CRIME IN SHELBY AND AUDUBON COUNTIES.
(CONTINUED)

THE JELLERSON MURDER AND SUBSEQUENT LYNCHING.

The darkest page of crime's history within Audubon County up to the present time was made in the years 1884-'85. As in all such cases, the reports given, especially as to where the blame should rest the heaviest, varies as told by different men and written about by various pens. It is not the sphere of the recorder of local history to shade and cover for the purpose of fastening guilt upon or censuring any who may have been unfortunate enough to have taken part in any way in a deed so full of darkness.

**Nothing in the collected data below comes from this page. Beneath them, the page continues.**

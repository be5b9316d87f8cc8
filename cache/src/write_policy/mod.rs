mod write_back;
mod write_through;

pub use write_back::WriteBack;
pub use write_through::WriteThrough;

use std::sync::Arc;

/// Propagates cache writes to the backing store.
///
/// Errors from the backing store are never surfaced to the writer; a write
/// policy logs them and moves on.
pub trait WritePolicy<V>: Send + Sync {
  /// Called after an entry without an expiry was written.
  fn on_write(&self, key: &str, value: &Arc<V>);

  /// Flushes pending writes and releases resources. Must be idempotent.
  fn close(&self);
}
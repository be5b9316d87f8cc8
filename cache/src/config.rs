#[cfg(feature = "serde")]
use serde::{Deserialize, Serialize};

/// How writes are propagated to the backing store.
#[derive(Debug, Clone, Copy, PartialEq, Eq)]
#[cfg_attr(feature = "serde", derive(Serialize, Deserialize))]
#[cfg_attr(feature = "serde", serde(tag = "mode", rename_all = "snake_case"))]
pub enum WritePolicyMode {
  /// Every write reaches the backing store before `put` returns.
  WriteThrough,
  /// Writes are queued (up to `buffer` pending) and forwarded by a background
  /// worker.
  WriteBack { buffer: usize },
}

/// A plain-data description of a cache, suitable for loading from a config
/// file. Apply it with [`CacheBuilder::from_config`](crate::CacheBuilder::from_config).
///
/// Fields left out of a deserialized config take their defaults.
#[derive(Debug, Clone, PartialEq, Eq)]
#[cfg_attr(feature = "serde", derive(Serialize, Deserialize))]
#[cfg_attr(feature = "serde", serde(default, deny_unknown_fields))]
pub struct CacheConfig {
  /// Number of shards. Defaults to four per CPU.
  pub shards: usize,
  /// Total number of entries, split evenly across shards.
  pub capacity: usize,
  /// `LRU`, `LFU` or `FIFO`, case-insensitive. Checked when the cache is
  /// built.
  pub eviction_policy: String,
  /// Enables the sliding expire-after-access strategy.
  pub expire_after_access_ms: Option<u64>,
  /// Requires a loader on the builder, which doubles as the backing store.
  pub write_policy: Option<WritePolicyMode>,
}

impl Default for CacheConfig {
  fn default() -> Self {
    Self {
      shards: default_shards(),
      capacity: usize::MAX,
      eviction_policy: "LRU".to_string(),
      expire_after_access_ms: None,
      write_policy: None,
    }
  }
}

pub(crate) fn default_shards() -> usize {
  num_cpus::get().max(1) * 4
}
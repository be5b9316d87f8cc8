use crate::error::CacheError;

use std::collections::VecDeque;
use std::hash::BuildHasher;
use std::sync::Arc;
use std::thread::{self, Thread};

use ahash::HashMap;
use parking_lot::Mutex;

/// The error type a `Loader` reports.
pub type BoxError = Box<dyn std::error::Error + Send + Sync>;

/// The backing store the cache sits in front of.
///
/// A single collaborator serves both directions: `load` is called on a cache
/// miss, `put` by the write-through and write-back policies.
pub trait Loader<V>: Send + Sync {
  /// Fetches the value for a missing key. `Ok(None)` means the backing store
  /// has no value; nothing is cached in that case.
  fn load(&self, key: &str) -> Result<Option<V>, BoxError>;

  /// Persists a value written to the cache.
  fn put(&self, key: &str, value: &V) -> Result<(), BoxError>;
}

/// The outcome of a load, shared by every caller waiting on it.
pub(crate) type LoadResult<V> = Result<Option<Arc<V>>, CacheError>;

/// The internal state of a value being loaded.
enum State<V> {
  Computing,
  Complete(LoadResult<V>),
}

struct Inner<V> {
  state: State<V>,
  waiters: VecDeque<Thread>,
}

/// A single in-flight load that any number of threads can wait on.
pub(crate) struct LoadFuture<V> {
  inner: Mutex<Inner<V>>,
}

impl<V> LoadFuture<V> {
  /// Creates a new `LoadFuture` in the "Computing" state.
  fn new() -> Self {
    Self {
      inner: Mutex::new(Inner {
        state: State::Computing,
        waiters: VecDeque::new(),
      }),
    }
  }

  /// Completes the future, waking all waiters.
  fn complete(&self, result: LoadResult<V>) {
    let mut inner = self.inner.lock();
    inner.state = State::Complete(result);
    for waiter in inner.waiters.drain(..) {
      waiter.unpark();
    }
  }

  /// Blocks the current thread until the future completes.
  fn wait(&self) -> LoadResult<V> {
    let mut inner = self.inner.lock();
    loop {
      match &inner.state {
        State::Complete(result) => return result.clone(),
        State::Computing => {
          inner.waiters.push_back(thread::current());
          drop(inner); // Unlock before parking.
          thread::park();
          inner = self.inner.lock();
        }
      }
    }
  }
}

/// Collapses concurrent loads of the same key into one.
///
/// The in-flight table is cache-wide and striped by key hash so unrelated
/// keys rarely contend on the same lock.
pub(crate) struct LoadCoordinator<V> {
  pending: Box<[Mutex<HashMap<String, Arc<LoadFuture<V>>>>]>,
  hasher: ahash::RandomState,
}

impl<V> LoadCoordinator<V> {
  /// Creates a coordinator with at least `stripes` lock stripes, rounded up
  /// to a power of two.
  pub(crate) fn new(stripes: usize) -> Self {
    let stripes = stripes.max(1).next_power_of_two();
    Self {
      pending: (0..stripes).map(|_| Mutex::new(HashMap::default())).collect(),
      hasher: ahash::RandomState::new(),
    }
  }

  fn stripe(&self, key: &str) -> &Mutex<HashMap<String, Arc<LoadFuture<V>>>> {
    let hash = self.hasher.hash_one(key);
    &self.pending[hash as usize & (self.pending.len() - 1)]
  }

  /// Runs `load` for `key` unless a load for the same key is already in
  /// flight, in which case the caller waits for that load's result instead.
  ///
  /// The leader runs `load` on its own thread. No lock is held while it runs.
  pub(crate) fn load_once<F>(&self, key: &str, load: F) -> LoadResult<V>
  where
    F: FnOnce() -> LoadResult<V>,
  {
    let (future, is_leader) = {
      let mut pending = self.stripe(key).lock();
      match pending.get(key) {
        Some(existing) => (existing.clone(), false),
        None => {
          let future = Arc::new(LoadFuture::new());
          pending.insert(key.to_string(), future.clone());
          (future, true)
        }
      }
    }; // The stripe lock is released here.

    if !is_leader {
      return future.wait();
    }

    let mut guard = LeaderGuard {
      coordinator: self,
      key,
      future: &future,
      finished: false,
    };
    let result = load();
    guard.finish(result.clone());
    result
  }

  #[cfg(test)]
  fn in_flight(&self) -> usize {
    self.pending.iter().map(|stripe| stripe.lock().len()).sum()
  }
}

// Retires the leader's entry from the in-flight table and completes the
// shared future, even when the load panics.
struct LeaderGuard<'a, V> {
  coordinator: &'a LoadCoordinator<V>,
  key: &'a str,
  future: &'a LoadFuture<V>,
  finished: bool,
}

impl<V> LeaderGuard<'_, V> {
  fn finish(&mut self, result: LoadResult<V>) {
    self.finished = true;
    self.coordinator.stripe(self.key).lock().remove(self.key);
    self.future.complete(result);
  }
}

impl<V> Drop for LeaderGuard<'_, V> {
  fn drop(&mut self) {
    if !self.finished {
      tracing::warn!(key = self.key, "loader panicked; releasing waiting callers");
      self.finish(Err(CacheError::LoaderPanicked));
    }
  }
}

From the best possible sources the writer has obtained the following facts concerning Audubon County's double tragedy:

It appears that on April 26, 1884, an old and inoffensive citizen of the county living about four miles southeast from Audubon, named Hiram Jellerson, was taken from his bed at night by his son and two sons-in-law (as was finally proven) and dragged some distance to a tree, where in his nakedness he was hung. From all that can be learned Mr. Jellerson was a crippled up old man who was a good citizen, possessing fairly good moral and intellectual traits of character, but who had been unfortunate in his family connections, and through them had lost much of his hard-earned property. His son, Cicero B., who confessed the terrible crime later on, was of a brutish make-up, inheriting, it is believed, from his mother, who was of a low type and anything but intellectual.

THe sons-in-law were residents of Carroll County named Joel J. Wilson and John A. Smyth, who together with the son of a selfish mother, took the life of an aged, well-respected man after several weeks of planning. After the usual preliminary work the three murderers were arrested, the son Cicero having allowed their crime to be made known to an outraged community, partly through his simple-mindedness and partly through the total depravity to which he was sunken. Hence the three were subsequently indicted and placed in jail awaiting their lawful trial. The ensuing term of the district court allowed the case to be continued. The next term of court was held in February, 1885, Judge Loofbourow on the bench. The defendants filed a motion for a change of venue on the ground of prejudice among the citizens of the county, the said motion being sustained by a few attorneys, together with four affidavits filed by men in extreme parts of the county, and who were supposed to know but little concerning the case or the feelings of the excited community who had been too frequently annoyed by mismanaged courts and slow grinding "mills of justice."

The motion was filed, but not acted upon the same day, by Judge Loofbourow, who, before court convened the following week (for reasons not generally known) exchanged benches with Hon. Judge H. C. Henderson, of Marshalltown, Iowa, who took charge of the court in Audubon on the following day, in place of Judge Loofbourow. These days were full of suspense to the anxious citizens, who had made up their minds that these murderers should be tried, or at least punished, in their own county -- their guilt having been established beyond a doubt. To the great surprise of the vast throng from all parts of the county present, His Honor Judge Henderson made it known that Judge Loofbourow had concluded not to try the case at home, but had heard with favor the prayer of the seven men who asked for a change of venue to Cass County.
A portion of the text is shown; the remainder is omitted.